=== PROBLEM STATEMENT ===
Filter the entries below down to the lines that hold "StateTracker".

Dataset entries

↓↓↓

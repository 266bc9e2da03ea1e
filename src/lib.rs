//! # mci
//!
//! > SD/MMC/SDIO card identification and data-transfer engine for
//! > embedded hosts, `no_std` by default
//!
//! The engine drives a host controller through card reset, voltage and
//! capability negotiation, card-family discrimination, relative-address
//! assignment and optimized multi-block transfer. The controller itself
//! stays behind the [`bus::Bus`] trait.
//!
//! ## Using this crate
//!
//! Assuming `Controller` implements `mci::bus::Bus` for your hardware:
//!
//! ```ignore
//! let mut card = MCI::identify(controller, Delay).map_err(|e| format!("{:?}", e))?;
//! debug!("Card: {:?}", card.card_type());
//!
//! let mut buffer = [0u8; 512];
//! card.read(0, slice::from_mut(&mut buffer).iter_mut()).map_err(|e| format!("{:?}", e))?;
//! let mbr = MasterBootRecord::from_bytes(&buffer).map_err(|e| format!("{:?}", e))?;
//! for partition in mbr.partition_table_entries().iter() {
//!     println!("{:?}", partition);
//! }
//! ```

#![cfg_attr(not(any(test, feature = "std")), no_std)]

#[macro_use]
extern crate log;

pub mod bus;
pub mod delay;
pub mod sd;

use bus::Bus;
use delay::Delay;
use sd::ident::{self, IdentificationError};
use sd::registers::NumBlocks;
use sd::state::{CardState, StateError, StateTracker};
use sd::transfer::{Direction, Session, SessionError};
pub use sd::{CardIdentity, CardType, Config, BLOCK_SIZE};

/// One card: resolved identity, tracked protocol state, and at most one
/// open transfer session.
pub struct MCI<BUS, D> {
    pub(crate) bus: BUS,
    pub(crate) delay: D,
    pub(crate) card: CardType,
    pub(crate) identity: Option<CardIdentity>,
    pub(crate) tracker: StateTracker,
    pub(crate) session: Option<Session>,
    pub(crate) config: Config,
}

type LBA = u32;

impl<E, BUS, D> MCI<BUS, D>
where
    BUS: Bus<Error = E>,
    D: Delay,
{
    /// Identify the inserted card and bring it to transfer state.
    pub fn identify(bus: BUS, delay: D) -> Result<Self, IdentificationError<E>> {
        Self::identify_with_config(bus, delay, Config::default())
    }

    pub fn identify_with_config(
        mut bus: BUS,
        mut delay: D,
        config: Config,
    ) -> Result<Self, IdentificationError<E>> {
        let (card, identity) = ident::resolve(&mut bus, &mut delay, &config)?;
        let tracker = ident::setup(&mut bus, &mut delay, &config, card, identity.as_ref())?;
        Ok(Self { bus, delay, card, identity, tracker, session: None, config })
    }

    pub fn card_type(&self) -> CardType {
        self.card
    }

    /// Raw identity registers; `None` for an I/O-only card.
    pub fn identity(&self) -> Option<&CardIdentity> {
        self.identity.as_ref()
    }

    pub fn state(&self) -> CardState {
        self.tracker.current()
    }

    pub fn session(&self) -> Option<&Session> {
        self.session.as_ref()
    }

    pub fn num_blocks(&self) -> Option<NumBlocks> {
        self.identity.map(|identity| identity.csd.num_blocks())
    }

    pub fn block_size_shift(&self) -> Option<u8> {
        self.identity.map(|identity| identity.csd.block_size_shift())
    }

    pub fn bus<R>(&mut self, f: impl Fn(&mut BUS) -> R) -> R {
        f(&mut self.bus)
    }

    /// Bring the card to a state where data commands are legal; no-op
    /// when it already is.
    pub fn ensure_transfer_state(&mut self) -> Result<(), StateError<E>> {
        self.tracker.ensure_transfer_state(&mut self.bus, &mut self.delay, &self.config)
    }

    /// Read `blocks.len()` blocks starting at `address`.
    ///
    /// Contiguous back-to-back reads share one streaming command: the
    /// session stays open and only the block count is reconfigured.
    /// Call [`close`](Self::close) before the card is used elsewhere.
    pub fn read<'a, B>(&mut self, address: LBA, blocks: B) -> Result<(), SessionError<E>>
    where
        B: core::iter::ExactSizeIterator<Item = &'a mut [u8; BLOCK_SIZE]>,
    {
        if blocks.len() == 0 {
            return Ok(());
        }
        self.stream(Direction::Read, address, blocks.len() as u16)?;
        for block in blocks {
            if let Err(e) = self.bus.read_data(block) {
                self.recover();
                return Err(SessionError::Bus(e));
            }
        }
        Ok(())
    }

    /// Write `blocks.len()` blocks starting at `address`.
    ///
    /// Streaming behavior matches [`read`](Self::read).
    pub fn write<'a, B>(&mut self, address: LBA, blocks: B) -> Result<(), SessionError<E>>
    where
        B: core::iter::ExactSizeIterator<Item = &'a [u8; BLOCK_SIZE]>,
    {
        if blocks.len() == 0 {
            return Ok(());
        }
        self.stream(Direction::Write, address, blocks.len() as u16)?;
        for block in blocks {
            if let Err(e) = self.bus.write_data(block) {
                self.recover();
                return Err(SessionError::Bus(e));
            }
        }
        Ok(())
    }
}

↑↑↑

=== ANSWER TO THIS PROBLEM ===
use sd::state::{CardState, StateError, StateTracker};
    pub(crate) tracker: StateTracker,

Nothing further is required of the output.